Imagine if Chinese-Americans visiting relatives were
prevented by the Chinese government from returning to America. Or if an
American traveled to Iran and was then forbidden from reaching an airport to
come home.
This happened to me at the hands of Israel, supposedly
America’s closest ally in the Middle East.
I am a U.S. citizen and small-business owner in Olathe,
Kansas. I am also a Palestinian born in Gaza. I traveled to Gaza last December
to care for my ill father. Israel trapped me there for four months.
Israel controls who and what goes in and out of Gaza. In the
past year, it has imposed a near-total siege on Gaza. The 1.5 million
Palestinians who live there are held in what many have referred to as the world’s
largest open-air prison.
More than 600 Palestinian students in Gaza currently have
grants to study abroad. Yet Israel forbids them to leave Gaza. Caught up in the
policy were seven Fulbright recipients. The State Department nearly canceled
their scholarships because Israel would not let them travel.
After The New York Times publicized their plight, the
decision was reversed, and four of the seven have now been allowed to leave.
Yet hundreds of students still remain trapped, with the opportunities of their
lifetimes -- university educations -- cruelly denied them.
Amnesty International documented in its annual report for
2007 that approximately “40 Palestinians died after being refused passage out
of Gaza for urgent medical treatment not available in local hospitals.”
Goods produced in Gaza cannot leave to reach their markets
in the West Bank or Egypt and critical supplies cannot be brought into Gaza.
This has devastated Gaza’s economy and led to a humanitarian catastrophe.
More than 100,000 Palestinians in Gaza have lost their jobs
and most of our 3,900 factories have been forced to close. Eighty percent are
dependent on humanitarian aid.
Fuel shortages have meant that Gaza’s only power plant
cannot provide enough electricity for people to refrigerate their food or
operate their hospitals. And many people have begun running their automobiles
on cooking oil.
I worry about the harm this does to the environment and to
the young children who must breathe the noxious air.

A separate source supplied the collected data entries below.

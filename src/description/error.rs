//! Codec error types

/// Errors raised when building a codec from an invalid configuration
#[derive(Debug, thiserror::Error)]
pub enum CodecError {
    #[error("Description budget too small: max_length {max_length} < {required} needed for marker, commit SHA and ellipsis")]
    BudgetTooSmall { max_length: usize, required: usize },

    #[error("Base SHA marker must not be empty")]
    EmptyMarker,

    #[error("Base SHA marker '{0}' ends in a hex digit and could match inside the SHA")]
    AmbiguousMarker(String),
}
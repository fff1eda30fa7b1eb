//! Job definitions
//!
//! Jobs are declared per integration config, split into pre-submit jobs
//! (pull-request events) and post-submit jobs (push and tag events).

use std::collections::HashSet;
use std::fmt;

use serde::{Deserialize, Serialize};

/// A declared unit of work. Its name matches the `pipelineTaskName` of
/// exactly one sub-execution in a pipeline execution.
#[derive(Debug, Clone, PartialEq, Eq, Hash, Serialize, Deserialize)]
pub struct JobDefinition {
    pub name: String,
}

impl JobDefinition {
    pub fn new(name: impl Into<String>) -> Self {
        Self { name: name.into() }
    }
}

/// Which job list an event selects
#[derive(Debug, Clone, Copy, PartialEq, Eq, Hash, Serialize, Deserialize)]
#[serde(rename_all = "kebab-case")]
pub enum JobKind {
    PreSubmit,
    PostSubmit,
}

impl fmt::Display for JobKind {
    fn fmt(&self, f: &mut fmt::Formatter<'_>) -> fmt::Result {
        match self {
            JobKind::PreSubmit => write!(f, "pre-submit"),
            JobKind::PostSubmit => write!(f, "post-submit"),
        }
    }
}

/// Jobs declared by an integration config
#[derive(Debug, Clone, Serialize, Deserialize, Default)]
#[serde(rename_all = "camelCase")]
pub struct IntegrationJobs {
    /// Jobs run for pull-request events
    #[serde(default)]
    pub pre_submit: Vec<JobDefinition>,

    /// Jobs run for push events, including tags
    #[serde(default)]
    pub post_submit: Vec<JobDefinition>,
}

impl IntegrationJobs {
    pub fn jobs(&self, kind: JobKind) -> &[JobDefinition] {
        match kind {
            JobKind::PreSubmit => &self.pre_submit,
            JobKind::PostSubmit => &self.post_submit,
        }
    }

    /// Names declared more than once within the same list.
    pub fn duplicate_names(&self, kind: JobKind) -> Vec<String> {
        let mut seen = HashSet::new();
        let mut duplicates = Vec::new();
        for job in self.jobs(kind) {
            if !seen.insert(job.name.as_str()) && !duplicates.contains(&job.name) {
                duplicates.push(job.name.clone());
            }
        }
        duplicates
    }
}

We are unable to treat our wastewater, which runs into the
Mediterranean Sea. Our children, escaping Gaza’s heat, then swallow the refuse
when swimming.
The siege, intended to push us away from Hamas, has instead
pushed Gaza into economic misery and resentment. It punishes innocent
Palestinians, many of whom do not support Hamas to begin with and none of whom
can control the actions of those few who lob crude rockets at Israel.
Yaser
Wishah is co-owner of Xpress Fuel & Lube in Olathe, Kansas.